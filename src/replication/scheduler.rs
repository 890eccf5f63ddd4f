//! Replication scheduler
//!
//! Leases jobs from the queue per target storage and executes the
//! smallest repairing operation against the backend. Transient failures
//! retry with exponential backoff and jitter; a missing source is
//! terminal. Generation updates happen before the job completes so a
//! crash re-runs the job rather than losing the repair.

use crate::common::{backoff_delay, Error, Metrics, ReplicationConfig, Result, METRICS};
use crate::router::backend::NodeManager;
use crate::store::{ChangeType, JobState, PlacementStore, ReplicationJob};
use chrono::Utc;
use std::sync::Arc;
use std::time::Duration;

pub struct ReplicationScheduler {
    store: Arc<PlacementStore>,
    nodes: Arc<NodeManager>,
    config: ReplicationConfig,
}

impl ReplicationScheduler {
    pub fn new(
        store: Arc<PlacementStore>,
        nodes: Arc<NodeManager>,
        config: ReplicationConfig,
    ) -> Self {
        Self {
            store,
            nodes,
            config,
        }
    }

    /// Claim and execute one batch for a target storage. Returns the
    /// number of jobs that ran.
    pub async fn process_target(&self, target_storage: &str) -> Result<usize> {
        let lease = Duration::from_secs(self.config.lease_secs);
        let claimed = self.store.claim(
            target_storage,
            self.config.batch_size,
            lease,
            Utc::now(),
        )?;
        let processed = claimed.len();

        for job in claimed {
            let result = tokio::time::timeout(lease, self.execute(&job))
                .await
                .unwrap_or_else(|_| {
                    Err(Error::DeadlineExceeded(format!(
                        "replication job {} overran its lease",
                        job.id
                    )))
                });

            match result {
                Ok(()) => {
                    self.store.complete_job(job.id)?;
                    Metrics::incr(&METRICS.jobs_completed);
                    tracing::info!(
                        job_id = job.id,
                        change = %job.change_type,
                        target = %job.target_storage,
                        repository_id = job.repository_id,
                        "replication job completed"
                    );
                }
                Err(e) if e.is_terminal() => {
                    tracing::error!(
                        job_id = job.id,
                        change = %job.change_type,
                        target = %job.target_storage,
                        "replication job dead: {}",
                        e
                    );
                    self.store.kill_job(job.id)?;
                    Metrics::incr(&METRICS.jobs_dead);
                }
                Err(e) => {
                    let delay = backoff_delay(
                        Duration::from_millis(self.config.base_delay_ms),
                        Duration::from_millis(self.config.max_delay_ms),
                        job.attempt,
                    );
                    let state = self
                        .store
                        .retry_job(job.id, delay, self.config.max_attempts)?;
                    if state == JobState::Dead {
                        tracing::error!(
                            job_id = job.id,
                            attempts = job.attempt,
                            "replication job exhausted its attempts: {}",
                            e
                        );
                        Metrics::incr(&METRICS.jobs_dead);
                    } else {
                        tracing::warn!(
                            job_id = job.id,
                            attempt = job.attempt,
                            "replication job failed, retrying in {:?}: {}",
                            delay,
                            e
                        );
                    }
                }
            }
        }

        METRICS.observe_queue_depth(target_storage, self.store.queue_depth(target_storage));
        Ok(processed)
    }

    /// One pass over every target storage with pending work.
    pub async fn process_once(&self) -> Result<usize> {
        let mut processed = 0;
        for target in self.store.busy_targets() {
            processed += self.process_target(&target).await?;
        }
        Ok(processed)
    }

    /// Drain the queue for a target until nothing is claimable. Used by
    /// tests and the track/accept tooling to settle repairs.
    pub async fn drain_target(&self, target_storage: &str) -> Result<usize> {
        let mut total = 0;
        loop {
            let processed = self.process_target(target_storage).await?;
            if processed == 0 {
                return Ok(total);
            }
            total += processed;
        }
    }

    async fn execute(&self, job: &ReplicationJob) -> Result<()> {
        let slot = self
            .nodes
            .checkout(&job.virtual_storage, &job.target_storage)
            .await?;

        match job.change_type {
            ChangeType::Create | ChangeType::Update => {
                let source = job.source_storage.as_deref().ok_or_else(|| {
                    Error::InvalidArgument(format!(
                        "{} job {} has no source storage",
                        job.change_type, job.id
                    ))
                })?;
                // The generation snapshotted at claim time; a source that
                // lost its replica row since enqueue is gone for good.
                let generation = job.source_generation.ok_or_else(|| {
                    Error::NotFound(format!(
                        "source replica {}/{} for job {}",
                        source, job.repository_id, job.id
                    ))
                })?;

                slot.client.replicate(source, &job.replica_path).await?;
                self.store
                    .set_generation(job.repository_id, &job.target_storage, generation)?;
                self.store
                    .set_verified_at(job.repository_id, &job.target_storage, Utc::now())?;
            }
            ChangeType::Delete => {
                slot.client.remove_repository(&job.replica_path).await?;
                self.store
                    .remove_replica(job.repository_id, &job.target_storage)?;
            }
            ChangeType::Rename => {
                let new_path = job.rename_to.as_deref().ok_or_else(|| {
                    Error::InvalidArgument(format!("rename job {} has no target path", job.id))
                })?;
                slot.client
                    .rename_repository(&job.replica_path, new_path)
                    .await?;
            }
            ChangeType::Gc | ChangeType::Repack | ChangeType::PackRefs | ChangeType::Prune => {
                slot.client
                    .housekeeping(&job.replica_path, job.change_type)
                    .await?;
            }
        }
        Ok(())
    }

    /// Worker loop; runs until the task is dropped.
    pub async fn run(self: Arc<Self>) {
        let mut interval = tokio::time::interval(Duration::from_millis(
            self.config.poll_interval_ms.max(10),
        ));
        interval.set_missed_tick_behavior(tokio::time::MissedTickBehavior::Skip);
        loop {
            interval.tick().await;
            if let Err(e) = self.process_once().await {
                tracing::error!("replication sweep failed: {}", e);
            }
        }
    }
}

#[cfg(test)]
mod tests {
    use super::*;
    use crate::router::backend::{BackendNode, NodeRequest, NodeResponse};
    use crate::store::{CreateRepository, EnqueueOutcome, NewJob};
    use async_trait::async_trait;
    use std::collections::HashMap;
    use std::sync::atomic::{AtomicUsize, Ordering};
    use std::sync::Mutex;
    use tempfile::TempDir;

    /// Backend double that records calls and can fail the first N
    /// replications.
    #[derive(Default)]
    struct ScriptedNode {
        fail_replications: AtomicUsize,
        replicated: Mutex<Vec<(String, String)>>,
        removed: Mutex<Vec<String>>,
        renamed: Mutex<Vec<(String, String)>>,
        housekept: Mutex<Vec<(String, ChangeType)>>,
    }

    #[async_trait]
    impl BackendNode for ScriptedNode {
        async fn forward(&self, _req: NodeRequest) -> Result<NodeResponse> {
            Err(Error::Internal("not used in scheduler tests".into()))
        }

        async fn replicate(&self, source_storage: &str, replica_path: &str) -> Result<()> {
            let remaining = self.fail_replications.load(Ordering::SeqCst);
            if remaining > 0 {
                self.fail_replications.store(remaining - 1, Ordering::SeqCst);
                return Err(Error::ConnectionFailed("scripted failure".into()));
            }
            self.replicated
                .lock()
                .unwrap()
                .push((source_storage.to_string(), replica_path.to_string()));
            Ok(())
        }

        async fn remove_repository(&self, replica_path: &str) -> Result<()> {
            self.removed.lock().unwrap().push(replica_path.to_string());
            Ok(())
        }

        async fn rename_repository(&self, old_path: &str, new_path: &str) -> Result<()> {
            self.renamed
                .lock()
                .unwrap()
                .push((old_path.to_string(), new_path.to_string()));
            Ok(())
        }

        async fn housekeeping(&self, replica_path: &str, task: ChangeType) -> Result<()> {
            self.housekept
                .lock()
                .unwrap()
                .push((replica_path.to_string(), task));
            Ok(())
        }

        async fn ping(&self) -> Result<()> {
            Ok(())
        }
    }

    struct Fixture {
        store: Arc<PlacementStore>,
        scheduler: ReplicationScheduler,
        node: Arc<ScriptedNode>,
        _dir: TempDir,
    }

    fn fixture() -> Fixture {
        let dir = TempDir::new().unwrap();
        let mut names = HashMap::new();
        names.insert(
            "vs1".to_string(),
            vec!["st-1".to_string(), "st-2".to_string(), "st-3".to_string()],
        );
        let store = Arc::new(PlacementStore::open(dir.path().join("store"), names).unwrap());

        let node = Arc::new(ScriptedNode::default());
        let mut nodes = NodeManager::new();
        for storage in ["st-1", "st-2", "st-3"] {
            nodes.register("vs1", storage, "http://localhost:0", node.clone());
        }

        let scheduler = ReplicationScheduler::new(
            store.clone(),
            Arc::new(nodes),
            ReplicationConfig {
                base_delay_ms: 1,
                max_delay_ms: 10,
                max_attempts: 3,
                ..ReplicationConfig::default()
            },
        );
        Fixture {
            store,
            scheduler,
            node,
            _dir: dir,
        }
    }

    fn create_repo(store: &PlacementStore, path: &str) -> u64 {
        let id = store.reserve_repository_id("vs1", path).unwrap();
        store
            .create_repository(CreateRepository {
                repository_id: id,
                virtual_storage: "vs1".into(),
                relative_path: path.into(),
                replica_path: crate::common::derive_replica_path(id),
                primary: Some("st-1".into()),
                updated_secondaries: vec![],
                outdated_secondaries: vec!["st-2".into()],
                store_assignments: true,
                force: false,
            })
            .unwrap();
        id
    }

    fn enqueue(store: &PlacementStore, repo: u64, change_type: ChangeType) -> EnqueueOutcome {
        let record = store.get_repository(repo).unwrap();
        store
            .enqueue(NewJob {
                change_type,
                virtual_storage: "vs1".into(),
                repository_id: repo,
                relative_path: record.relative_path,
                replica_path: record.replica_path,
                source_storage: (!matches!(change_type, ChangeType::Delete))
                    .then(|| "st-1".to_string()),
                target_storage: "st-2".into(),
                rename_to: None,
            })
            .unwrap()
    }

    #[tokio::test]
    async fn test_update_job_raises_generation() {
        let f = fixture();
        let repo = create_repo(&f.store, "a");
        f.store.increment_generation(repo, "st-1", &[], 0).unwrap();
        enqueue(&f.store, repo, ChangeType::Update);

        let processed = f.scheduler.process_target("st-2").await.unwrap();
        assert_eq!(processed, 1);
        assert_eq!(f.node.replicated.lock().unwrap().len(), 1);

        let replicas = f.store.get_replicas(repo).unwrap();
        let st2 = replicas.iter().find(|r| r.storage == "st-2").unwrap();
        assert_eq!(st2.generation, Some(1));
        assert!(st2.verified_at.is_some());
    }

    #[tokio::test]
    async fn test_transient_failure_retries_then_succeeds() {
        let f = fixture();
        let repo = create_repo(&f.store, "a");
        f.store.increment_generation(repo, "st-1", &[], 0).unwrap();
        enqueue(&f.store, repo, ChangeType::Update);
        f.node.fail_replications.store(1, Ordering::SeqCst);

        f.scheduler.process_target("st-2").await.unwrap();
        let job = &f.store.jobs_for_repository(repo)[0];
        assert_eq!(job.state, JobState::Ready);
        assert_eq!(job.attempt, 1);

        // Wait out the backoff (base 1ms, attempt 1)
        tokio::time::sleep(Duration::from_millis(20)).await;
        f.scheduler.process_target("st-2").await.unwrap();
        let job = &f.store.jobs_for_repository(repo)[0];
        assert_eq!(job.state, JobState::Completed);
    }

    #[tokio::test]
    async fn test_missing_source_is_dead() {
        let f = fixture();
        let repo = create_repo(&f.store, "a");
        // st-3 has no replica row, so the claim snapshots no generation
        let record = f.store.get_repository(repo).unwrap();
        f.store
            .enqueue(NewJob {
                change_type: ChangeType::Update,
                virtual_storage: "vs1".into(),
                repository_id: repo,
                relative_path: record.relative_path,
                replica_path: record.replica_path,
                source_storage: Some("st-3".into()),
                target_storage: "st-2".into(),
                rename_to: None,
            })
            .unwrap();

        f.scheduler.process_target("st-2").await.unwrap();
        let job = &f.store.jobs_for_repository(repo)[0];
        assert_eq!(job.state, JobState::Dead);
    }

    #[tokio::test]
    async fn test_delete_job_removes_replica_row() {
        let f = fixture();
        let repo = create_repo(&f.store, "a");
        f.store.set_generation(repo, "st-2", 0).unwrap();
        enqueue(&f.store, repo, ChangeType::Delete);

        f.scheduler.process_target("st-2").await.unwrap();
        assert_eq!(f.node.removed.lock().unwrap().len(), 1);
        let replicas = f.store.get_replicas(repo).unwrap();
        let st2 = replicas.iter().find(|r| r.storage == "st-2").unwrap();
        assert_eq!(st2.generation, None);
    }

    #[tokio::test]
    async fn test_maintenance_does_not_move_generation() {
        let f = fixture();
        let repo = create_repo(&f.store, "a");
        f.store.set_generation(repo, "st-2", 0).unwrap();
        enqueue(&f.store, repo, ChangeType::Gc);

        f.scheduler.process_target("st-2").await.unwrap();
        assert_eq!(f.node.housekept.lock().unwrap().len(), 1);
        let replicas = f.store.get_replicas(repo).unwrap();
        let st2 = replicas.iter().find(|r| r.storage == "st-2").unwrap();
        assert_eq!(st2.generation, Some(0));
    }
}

• DIRECTIONS:
Output each line exactly, from the first line of the data down to the line that contains "backend. Transient failures", both included.

• RESPONSE BELOW:
filename src/replication/scheduler.rs
repository 890eccf5f63ddd4f
//! Replication scheduler
//!
//! Leases jobs from the queue per target storage and executes the
//! smallest repairing operation against the backend. Transient failures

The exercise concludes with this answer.